Barbering and cosmetology services have resumed for residents with upcoming jury trials, according to the department, and all will have access to the services by June 1 if there are enough available contractors and participating residents who can show they’ve been vaccinated.

Residents at the D.C. Jail — which is made up of the Central Detention Facility and Correctional Treatment Facility — brought a class action against the DOC in March 2020, accusing the agency of failing to prevent coronavirus spread. “Experts predict that COVID-19 will ‘spread like wildfire’ in DOC facilities,” the lawsuit said.

In response to the suit, a federal court judge issued a preliminary injunction against the DOC, ordering the agency to put in place a number of precautionary health and safety measures.
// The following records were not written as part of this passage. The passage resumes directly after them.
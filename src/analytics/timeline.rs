//! Message counts over calendar time.

use std::collections::{BTreeMap, BTreeSet};

use chrono::{Datelike, NaiveDate};
use serde::Serialize;

use super::{Selection, rank, selected};
use crate::Entry;
use crate::entry::{hour_bucket, month_name};

/// Messages in one calendar month.
#[derive(Debug, Clone, PartialEq, Eq, Serialize)]
pub struct MonthlyCount {
    pub year: i32,
    pub month_num: u32,
    pub month: &'static str,
    pub messages: usize,
    /// `"<Month>-<year>"`, e.g. `"February-2023"`
    pub label: String,
}

/// Counts messages per month, oldest first.
pub fn monthly_timeline(selection: &Selection, entries: &[Entry]) -> Vec<MonthlyCount> {
    let mut months: BTreeMap<(i32, u32), usize> = BTreeMap::new();
    for entry in selected(selection, entries) {
        *months.entry((entry.year(), entry.month_num())).or_default() += 1;
    }

    months
        .into_iter()
        .map(|((year, month_num), messages)| {
            let month = month_name(month_num);
            MonthlyCount {
                year,
                month_num,
                month,
                messages,
                label: format!("{month}-{year}"),
            }
        })
        .collect()
}

/// Messages on one calendar day.
#[derive(Debug, Clone, PartialEq, Eq, Serialize)]
pub struct DailyCount {
    pub date: NaiveDate,
    pub messages: usize,
}

/// Counts messages per day, oldest first.
pub fn daily_timeline(selection: &Selection, entries: &[Entry]) -> Vec<DailyCount> {
    let mut days: BTreeMap<NaiveDate, usize> = BTreeMap::new();
    for entry in selected(selection, entries) {
        *days.entry(entry.specific_date()).or_default() += 1;
    }

    days.into_iter()
        .map(|(date, messages)| DailyCount { date, messages })
        .collect()
}

/// Counts messages per weekday name, busiest first.
pub fn weekday_activity(selection: &Selection, entries: &[Entry]) -> Vec<(&'static str, usize)> {
    rank(selected(selection, entries).map(Entry::day_name))
}

/// Counts messages per month name (across years), busiest first.
pub fn month_activity(selection: &Selection, entries: &[Entry]) -> Vec<(&'static str, usize)> {
    rank(selected(selection, entries).map(Entry::month))
}

/// Message counts by weekday and hour bucket.
///
/// Only weekdays and buckets that occur are present. Rows run Monday to
/// Sunday, columns by hour; absent combinations hold zero.
#[derive(Debug, Clone, Default, PartialEq, Eq, Serialize)]
pub struct Heatmap {
    pub days: Vec<&'static str>,
    pub buckets: Vec<String>,
    /// `counts[day][bucket]`
    pub counts: Vec<Vec<usize>>,
}

impl Heatmap {
    pub fn is_empty(&self) -> bool {
        self.days.is_empty()
    }

    /// Returns the count for a weekday name and bucket label, zero if absent.
    pub fn get(&self, day: &str, bucket: &str) -> usize {
        let row = self.days.iter().position(|d| *d == day);
        let col = self.buckets.iter().position(|b| b == bucket);
        match (row, col) {
            (Some(r), Some(c)) => self.counts[r][c],
            _ => 0,
        }
    }

    pub fn total(&self) -> usize {
        self.counts.iter().flatten().sum()
    }
}

/// Builds the weekday by hour-bucket activity matrix.
pub fn activity_heatmap(selection: &Selection, entries: &[Entry]) -> Heatmap {
    let mut cells: BTreeMap<(u32, u32), usize> = BTreeMap::new();
    let mut weekdays: BTreeMap<u32, &'static str> = BTreeMap::new();
    let mut hours: BTreeSet<u32> = BTreeSet::new();

    for entry in selected(selection, entries) {
        let weekday = entry.timestamp().weekday().num_days_from_monday();
        weekdays.insert(weekday, entry.day_name());
        hours.insert(entry.hour());
        *cells.entry((weekday, entry.hour())).or_default() += 1;
    }

    let counts = weekdays
        .keys()
        .map(|day| {
            hours
                .iter()
                .map(|hour| cells.get(&(*day, *hour)).copied().unwrap_or(0))
                .collect()
        })
        .collect();

    Heatmap {
        days: weekdays.into_values().collect(),
        buckets: hours.into_iter().map(hour_bucket).collect(),
        counts,
    }
}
The order required the agency to provide prompt medical care to residents, enforce social distancing, distribute hygiene materials, ramp up coronavirus testing, and improve conditions for isolated residents “so that they are non-punitive and specifically allow for access to phone calls, daily showers, and clean clothes,” according to the American Civil Liberties Union of D.C., which represented the plaintiffs.
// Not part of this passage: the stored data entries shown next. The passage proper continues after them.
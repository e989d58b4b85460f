//! Timestamp marker location and segment splitting.
//!
//! A transcript has no explicit message delimiters. Every message starts with
//! a marker such as `1/2/23, 10:00 - ` and runs until the next marker, so
//! finding the markers is the same as finding the message boundaries.

use std::sync::LazyLock;

use regex::Regex;

/// Lexical shape of a timestamp marker:
/// `<d>/<d>/<yy|yyyy>, <h>:<mm>(:<ss>)?( AM|PM)? - `.
pub const TIMESTAMP_PATTERN: &str =
    r"\d{1,2}/\d{1,2}/\d{2,4},\s\d{1,2}:\d{2}(?::\d{2})?(?:\s?[APap][Mm])?\s-\s";

static TIMESTAMP_RE: LazyLock<Regex> =
    LazyLock::new(|| Regex::new(TIMESTAMP_PATTERN).expect("timestamp pattern compiles"));

/// One timestamp marker occurrence in the source text.
#[derive(Debug, Clone, Copy, PartialEq, Eq)]
pub struct RawMatch<'a> {
    /// Byte offset where the marker starts.
    pub start: usize,
    /// Byte offset just past the trailing ` - ` delimiter.
    pub end: usize,
    /// The matched marker, delimiter included.
    pub literal: &'a str,
}

/// A marker together with the text that follows it.
#[derive(Debug, Clone, Copy, PartialEq, Eq)]
pub struct Segment<'a> {
    pub marker: RawMatch<'a>,
    /// Text up to the next marker, whitespace-trimmed. May be empty.
    pub text: &'a str,
    /// Byte offset of `text` in the source.
    pub offset: usize,
}

/// Finds all timestamp markers, left to right and non-overlapping.
///
/// An empty result means the text has no recognizable structure.
pub fn locate(text: &str) -> Vec<RawMatch<'_>> {
    TIMESTAMP_RE
        .find_iter(text)
        .map(|m| RawMatch {
            start: m.start(),
            end: m.end(),
            literal: m.as_str(),
        })
        .collect()
}

/// Slices the text between consecutive markers into segments.
///
/// Segments with empty text are kept; they become `empty_message` entries.
pub fn split<'a>(text: &'a str, matches: &[RawMatch<'a>]) -> Vec<Segment<'a>> {
    matches
        .iter()
        .enumerate()
        .map(|(i, marker)| {
            let stop = matches.get(i + 1).map_or(text.len(), |next| next.start);
            let raw = &text[marker.end..stop];
            let lead = raw.len() - raw.trim_start().len();
            Segment {
                marker: *marker,
                text: raw.trim(),
                offset: marker.end + lead,
            }
        })
        .collect()
}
DOC Director Quincy L. Booth said the prolonged lockdown was the only way to prevent rapid viral spread within the facilities and adhere to court oversight. But correctional officials, physicians, and civil liberties groups have called the policy inhumane and ineffective.

“Disciplinary segregation or solitary confinement facilities is not an effective disease containment strategy,” testified Dr. Jaimie Meyer, an assistant professor of medicine at Yale School of Medicine, on behalf of the plaintiffs in last year’s class action.

A total of 263 residents at D.C. Department of Corrections facilities have tested positive for coronavirus since last year, and one resident has died, according to city data. As the pandemic picked up steam last year, D.C. started releasing more people in custody awaiting trial or serving sentences for minor offenses. But a large number of those at the D.C. Jail are in federal custody, limiting steps the city could take to offer them conditional or early release.

Debbie Truong contributed reporting.